The other day, I overheard a new mum humble bragging about her natural childbirth, which was of course, painful and long, but also totally magical and worth it (her words, not mine). While I am thrilled for anyone who had a positive birthing experience — most mums know that's not always the case — I also kind of wanted to call bullsh*t on her calling it "natural." Because my 16-hour labour, followed by a "failure to progress" diagnosis and a C-section? That was totally natural, too.
It's no wonder that motherhood can start to feel like a competitive sport when from the jump, we're told that our path to become a mum — childbirth — is either natural (i.e. drug-free and vaginal) or not (i.e. you're lazy/a failure/physically deficient). Those mums that labour away without an epidural, maybe in a bathtub or on a bouncy ball, then delivery vaginally, are apparently the gold-star version of our kind, while the rest of us are, by default, labelled unnatural.
Well, here's the thing: I would've loved to have had a "natural" child birth. Okay, not the drug-free part, but a vaginal birth was what I was praying for when my water broke a little after midnight six-and-a-half years ago. Despite my doctor's advice to go back to bed and wait awhile, of course my husband and I, then first-time parents, raced to the hospital, ready to get the party started and meet our daughter.

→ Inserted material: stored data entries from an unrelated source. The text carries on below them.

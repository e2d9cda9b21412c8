//! # FuncRPC
//!
//! The wire contract between a host and a provider plugin (protocol version 6).
//!
//! ## Architecture
//!
//! - **Messages**: the request and response bodies of every service method.
//! - **Frames**: the envelope that carries a body with a sequence number so
//!   concurrent calls can share one connection.
//! - **Service**: the `ProviderServer` contract and the router that turns an
//!   inbound frame into a reply frame.
//!
//! Every body and frame is MessagePack with named fields.

pub mod error;
pub mod frame;
pub mod messages;
pub mod service;

pub use error::Code;
pub use error::Error;
pub use error::Result;
pub use error::Status;
pub use frame::CallFrame;
pub use frame::Frame;
pub use frame::ReplyFrame;
pub use frame::decode_message;
pub use frame::encode_message;
pub use messages::*;
pub use service::Method;
pub use service::Plane;
pub use service::ProviderServer;
pub use service::RawMessage;
pub use service::handle_frame;
pub use service::route;

/// The protocol version these messages belong to.
pub const PROTOCOL_VERSION: u32 = 6;
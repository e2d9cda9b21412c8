//! # Call Dispatcher
//!
//! Turns one `CallFunction` request into a response: resolve, check arity,
//! decode, invoke, encode.
//!
//! ## Invariants
//! - **Stateless**: nothing is kept between calls.
//! - **Errors are data**: every failure becomes a `FunctionError` in the
//!   response; none of them is a transport failure.
//! - **Positional blame**: decoding and argument failures carry the index of
//!   the argument; name, arity and result failures carry none.

use funcrpc::CallFunctionRequest;
use funcrpc::CallFunctionResponse;
use funcrpc::DynamicValue;
use funcrpc::FunctionError as WireError;
use tracing::debug;
use tyval::Type;
use tyval::Value;

use crate::function::FunctionError;
use crate::registry::RegisteredFunction;
use crate::registry::Registry;

pub fn call_function(registry: &Registry, req: CallFunctionRequest) -> CallFunctionResponse {
    match dispatch(registry, &req) {
        Ok(result) => CallFunctionResponse::success(result),
        Err(error) => {
            debug!(function = %req.name, error = %error.text, argument = ?error.function_argument, "call failed");
            CallFunctionResponse::failure(error)
        }
    }
}

fn dispatch(registry: &Registry, req: &CallFunctionRequest) -> Result<DynamicValue, WireError> {
    let func = registry.lookup(&req.name).ok_or_else(|| {
        unattributed(format!("this provider does not offer a function named {:?}", req.name))
    })?;

    check_arity(func, req.arguments.len())?;

    let args = req
        .arguments
        .iter()
        .enumerate()
        .map(|(index, raw)| decode_argument(func, index, raw))
        .collect::<Result<Vec<_>, _>>()?;
    debug!(function = %req.name, args = args.len(), "arguments decoded");

    let result = func.call(&args).map_err(|e| match e {
        FunctionError::Arg { index, message } => attributed(index, message),
        FunctionError::Other(message) => unattributed(message),
    })?;

    let bytes = tyval::msgpack::marshal(&result, &Type::Dynamic)
        .map_err(|e| unattributed(format!("failed to encode result: {}", e)))?;
    Ok(DynamicValue::msgpack(bytes))
}

fn check_arity(func: &RegisteredFunction, count: usize) -> Result<(), WireError> {
    let fixed = func.param_types.len();
    match func.variadic_type {
        None if count != fixed => Err(unattributed(format!("argument count must be {}", fixed))),
        Some(_) if count < fixed => Err(unattributed(format!("argument count must be at least {}", fixed))),
        _ => Ok(()),
    }
}

/// Decodes one argument, preferring JSON when both encodings are present.
fn decode_argument(func: &RegisteredFunction, index: usize, raw: &DynamicValue) -> Result<Value, WireError> {
    let ty = func
        .type_for(index)
        .ok_or_else(|| attributed(index, "unexpected argument"))?;

    let decoded = if !raw.json.is_empty() {
        tyval::json::unmarshal(&raw.json, ty)
    } else if !raw.msgpack.is_empty() {
        tyval::msgpack::unmarshal(&raw.msgpack, ty)
    } else {
        return Err(attributed(index, "plugin client is using unsupported argument encoding format"));
    };

    decoded.map_err(|e| attributed(index, format!("invalid encoding for argument: {}", e)))
}

fn attributed(index: usize, text: impl Into<String>) -> WireError {
    WireError { text: text.into(), function_argument: Some(index as i64) }
}

fn unattributed(text: impl Into<String>) -> WireError {
    WireError { text: text.into(), function_argument: None }
}
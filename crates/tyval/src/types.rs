//! # Types
//!
//! The type algebra and its canonical JSON serialization.
//!
//! ## Invariants
//! - **Canonical form**: `to_json` is the only representation of a type that
//!   crosses the wire. Capsule types have none and fail to serialize.
//! - **Dynamic**: `Type::Dynamic` is a placeholder accepted wherever a type is
//!   wanted; it is never the type of a known value.

use std::collections::BTreeMap;
use std::fmt;
use std::sync::Arc;

use serde_json::Value as Json;

use crate::error::Error;
use crate::error::Result;

#[derive(Debug, Clone, PartialEq, Eq, PartialOrd, Ord, Hash)]
pub enum Type {
    Bool,
    Number,
    String,
    /// The type of a value whose concrete type is only known at runtime.
    Dynamic,
    List(Box<Type>),
    Set(Box<Type>),
    Map(Box<Type>),
    Object(BTreeMap<String, Type>),
    Tuple(Vec<Type>),
    /// An opaque in-process type. Values of it never leave the process.
    Capsule(Arc<str>),
}

impl Type {
    pub fn list(element: Type) -> Self {
        Self::List(Box::new(element))
    }

    pub fn set(element: Type) -> Self {
        Self::Set(Box::new(element))
    }

    pub fn map(element: Type) -> Self {
        Self::Map(Box::new(element))
    }

    pub fn object<K: Into<String>>(attrs: impl IntoIterator<Item = (K, Type)>) -> Self {
        Self::Object(attrs.into_iter().map(|(k, t)| (k.into(), t)).collect())
    }

    pub fn tuple(elements: impl IntoIterator<Item = Type>) -> Self {
        Self::Tuple(elements.into_iter().collect())
    }

    pub fn capsule(name: &str) -> Self {
        Self::Capsule(Arc::from(name))
    }

    pub fn is_primitive(&self) -> bool {
        matches!(self, Self::Bool | Self::Number | Self::String)
    }

    pub fn is_dynamic(&self) -> bool {
        matches!(self, Self::Dynamic)
    }

    /// The element type of a list, set or map.
    pub fn element_type(&self) -> Option<&Type> {
        match self {
            Self::List(e) | Self::Set(e) | Self::Map(e) => Some(e),
            _ => None,
        }
    }

    /// Whether a value of type `self` is acceptable where `want` is expected.
    ///
    /// `Dynamic` in `want` matches anything at that position.
    pub fn conforms_to(&self, want: &Type) -> bool {
        match (self, want) {
            (_, Type::Dynamic) => true,
            (Type::List(a), Type::List(b))
            | (Type::Set(a), Type::Set(b))
            | (Type::Map(a), Type::Map(b)) => a.conforms_to(b),
            (Type::Object(a), Type::Object(b)) => {
                a.len() == b.len()
                    && a.iter().all(|(name, ty)| b.get(name).is_some_and(|w| ty.conforms_to(w)))
            }
            (Type::Tuple(a), Type::Tuple(b)) => {
                a.len() == b.len() && a.iter().zip(b).all(|(ty, w)| ty.conforms_to(w))
            }
            (a, b) => a == b,
        }
    }

    /// A short human-readable description, used in error messages.
    pub fn friendly_name(&self) -> String {
        match self {
            Self::Bool => "bool".into(),
            Self::Number => "number".into(),
            Self::String => "string".into(),
            Self::Dynamic => "any type".into(),
            Self::List(e) => format!("list of {}", e.friendly_name()),
            Self::Set(e) => format!("set of {}", e.friendly_name()),
            Self::Map(e) => format!("map of {}", e.friendly_name()),
            Self::Object(_) => "object".into(),
            Self::Tuple(_) => "tuple".into(),
            Self::Capsule(name) => name.to_string(),
        }
    }

    // ========================================================================
    //  CANONICAL JSON
    // ========================================================================

    /// Builds the canonical JSON description of this type.
    pub fn to_json(&self) -> Result<Json> {
        Ok(match self {
            Self::Bool => Json::from("bool"),
            Self::Number => Json::from("number"),
            Self::String => Json::from("string"),
            Self::Dynamic => Json::from("dynamic"),
            Self::List(e) => Json::Array(vec!["list".into(), e.to_json()?]),
            Self::Set(e) => Json::Array(vec!["set".into(), e.to_json()?]),
            Self::Map(e) => Json::Array(vec!["map".into(), e.to_json()?]),
            Self::Object(attrs) => {
                let mut obj = serde_json::Map::new();
                for (name, ty) in attrs {
                    obj.insert(name.clone(), ty.to_json()?);
                }
                Json::Array(vec!["object".into(), Json::Object(obj)])
            }
            Self::Tuple(elems) => {
                let elems = elems.iter().map(Type::to_json).collect::<Result<Vec<_>>>()?;
                Json::Array(vec!["tuple".into(), Json::Array(elems)])
            }
            Self::Capsule(_) => return Err(Error::UnsupportedType(self.friendly_name())),
        })
    }

    /// Serializes the canonical JSON description to bytes.
    pub fn marshal_json(&self) -> Result<Vec<u8>> {
        let json = self.to_json()?;
        serde_json::to_vec(&json).map_err(|e| Error::Write(e.to_string()))
    }

    /// Parses a canonical JSON type description.
    pub fn from_json(json: &Json) -> Result<Self> {
        match json {
            Json::String(name) => match name.as_str() {
                "bool" => Ok(Self::Bool),
                "number" => Ok(Self::Number),
                "string" => Ok(Self::String),
                "dynamic" => Ok(Self::Dynamic),
                other => Err(Error::InvalidTypeJson(format!("unknown primitive type {:?}", other))),
            },
            Json::Array(parts) if parts.len() == 2 => {
                let kind = parts[0]
                    .as_str()
                    .ok_or_else(|| Error::InvalidTypeJson("type kind must be a string".into()))?;
                let arg = &parts[1];
                match kind {
                    "list" => Ok(Self::list(Self::from_json(arg)?)),
                    "set" => Ok(Self::set(Self::from_json(arg)?)),
                    "map" => Ok(Self::map(Self::from_json(arg)?)),
                    "object" => {
                        let attrs = arg.as_object().ok_or_else(|| {
                            Error::InvalidTypeJson("object attributes must be a JSON object".into())
                        })?;
                        let mut out = BTreeMap::new();
                        for (name, ty) in attrs {
                            out.insert(name.clone(), Self::from_json(ty)?);
                        }
                        Ok(Self::Object(out))
                    }
                    "tuple" => {
                        let elems = arg.as_array().ok_or_else(|| {
                            Error::InvalidTypeJson("tuple elements must be a JSON array".into())
                        })?;
                        Ok(Self::Tuple(elems.iter().map(Self::from_json).collect::<Result<_>>()?))
                    }
                    other => Err(Error::InvalidTypeJson(format!("unknown type kind {:?}", other))),
                }
            }
            other => Err(Error::InvalidTypeJson(format!("unexpected {}", other))),
        }
    }

    /// Parses a canonical JSON type description from bytes.
    pub fn unmarshal_json(bytes: &[u8]) -> Result<Self> {
        let json: Json = serde_json::from_slice(bytes).map_err(|e| Error::InvalidTypeJson(e.to_string()))?;
        Self::from_json(&json)
    }
}

impl fmt::Display for Type {
    fn fmt(&self, f: &mut fmt::Formatter<'_>) -> fmt::Result {
        f.write_str(&self.friendly_name())
    }
}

They confirmed my water had indeed broken, but my labour never started on its own. Enter Pitocin, which threw me into intense labour with such mind-blowing pain that I felt like I was out of my own body. Enter an epidural, which never really worked, was administered multiple times, made my whole body, however numb it was in reality, feel like it was crawling with bugs, and apparently stalled my dilation progress, because 16 hours later, I was still at six centimetres. That's when my doctor called it, saying it was time for a C-section.
In the operating room I was pumped with more drugs, and by the time my daughter was delivered, I was shaking so violently that when they placed her on my chest, I was convinced she'd fall right off onto the cold hospital floor (she didn't). That labour? The one I was so desperate to do "naturally"? It didn't feel natural at all.
I was so full of drugs and utterly exhausted after not sleeping for two days, that I could barely process that I was now a mum. I was so full of fluid that my biggest sweatpants, which my husband sweetly fetched from our apartment, fit more like tights. In short, I was a mess. I told my friends please not to visit. I wasn't up for being seen in such an "unnatural" state.
It felt natural as hell.
What did feel extremely natural, exactly as whatever god you believe in intended, was my second C-section. After some crazy high blood pressure readings inspired my doctor to move up my delivery a week, I walked into my hospital's labour and delivery around 3:30 in the afternoon with my husband. My son was born two hours later, I was given just the right amount of drugs (not too little, not too much), and just a few hours after that, I was nursing my baby, walking myself to the bathroom, and requesting that my husband go get us some good sushi.
It felt natural as hell.
So while I appreciate that some women are blessed with bodies that can handle drug-free, vaginal labours, let's stop calling those the only natural ones. The rest of us, regardless of how we delivered our babies into this world, deserve that hard-won label, too.